From essential questions, we move to objectives, which are outcomes. Objectives state what students will be able to do when instruction is completed. What key knowledge and skills will students acquire as a result of the unit? These outcomes are observable and measurable, so that students can demonstrate and you can assess. What should students eventually be able to do as a result of acquiring the knowledge and skills you have taught them? This cannot be limited to recalling knowledge on a test. It must be something that students do that apply the knowledge and skills to a new situation. With big ideas, understandings, essential questions and objectives prepared, we are ready to move on to stage 2. Keep in mind that you will not be doing stage 1 for every class you teach, as with a lesson plan. You will prepare stage 1 for the entire unit. As you will see, stage 1 work will inform lesson plans; it does not replace them.

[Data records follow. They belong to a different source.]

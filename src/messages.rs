// src/messages.rs

use crate::models::{ScammerEntry, UserProfile};

pub fn welcome_message(user: &UserProfile) -> String {
    format!(
        "Welcome, {}!\n\
        You are signed in to the registry dashboard.\n\
        Type `help` to see the available commands.",
        user.username
    )
}

pub fn record_added(entry: &ScammerEntry) -> String {
    format!(
        "Record added: {} ({})",
        entry.discord_name, entry.discord_id
    )
}

pub fn record_updated(entry: &ScammerEntry) -> String {
    format!(
        "Record updated: {} ({})",
        entry.discord_name, entry.discord_id
    )
}

pub fn record_deleted() -> String {
    "Record deleted".to_string()
}

pub fn delete_prompt(entry: &ScammerEntry) -> String {
    format!(
        "Delete the record for {} ({})? This cannot be undone. [y/N] ",
        entry.discord_name, entry.discord_id
    )
}

pub fn session_expired_message() -> String {
    "Your session has expired or is no longer valid.\n\
    Please log in again with `registry-console login`."
        .to_string()
}

pub fn login_required_message() -> String {
    "This command requires an admin session.\n\
    Log in first with `registry-console login --username <name>`."
        .to_string()
}

pub fn registered_message(user: &UserProfile) -> String {
    format!(
        "Account '{}' created.\n\
        Log in with `registry-console login --username {}`.",
        user.username, user.username
    )
}

pub fn help_message() -> String {
    "Commands:\n\
    \x20 list                 show the registry\n\
    \x20 search <term>        filter by Discord ID or name\n\
    \x20 clear                remove the search filter\n\
    \x20 view <n|id>          show one record\n\
    \x20 add                  add a record\n\
    \x20 edit <n|id>          edit a record\n\
    \x20 delete <n|id>        delete a record\n\
    \x20 stats                show the counters\n\
    \x20 reload               fetch everything again\n\
    \x20 log                  show recent warnings and errors\n\
    \x20 logout               end the session\n\
    \x20 help                 show this help\n\
    \x20 quit                 leave the dashboard"
        .to_string()
}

Stage 2 is Assessment Evidence. In stage 1 we unpacked the final destination of the learning. Stepping backwards from there, we now define what students will do to demonstrate their understanding. At this stage we will construct assessment tasks. Through what authentic performance tasks will students demonstrate the desired understandings? In other words, how do we know they have achieved what we stated in stage 1? We want authentic performance-based tasks that have students apply what they have learned, and demonstrate their understanding. These tasks are designed to require students to operate at the application level or higher on Blooms Taxonomy. As part of the assessment task, we will establish criteria for assessing performances of understanding. This can include rubrics to guide students in self-assessment of their performance, and rubrics, given and explained to students ahead of time, to be used by the teacher to evaluate student performance. Other forms of evidence can include formative assessments, can include both individual and group performance, and can also include such things as students ability to teach another student, or to problem solve via written formats.
With assessment evidence established, we are now ready to take the entire body of our work and from it create learning activities. This is where the traditional lesson plan comes in. Learning activities are an outline or description of the activities students will do to meet the desired objective, which is a point on the journey between the start, which is where we are in stage 3, and the destination, which is where we will be at the end of the unit. In order to write a lesson plan, we must segment the process by which we get students to the point where they can complete the unit and successfully demonstrate the understanding we stated in stage 1. Learning activities covering that days segment must be written for each class meeting, and must always be designed to move students closer to the desired outcome. By segmenting the journey into class-sized increments, the total number of sessions needed to complete the unit can be determined.
Better planning results in better instruction, and better instruction results in better learning for all students. As we are challenged by remote learning and the circumstances into which the pandemic has thrown us, excellence in planning instruction is more important than ever. UbD is an effective way to make instructional planning excellent.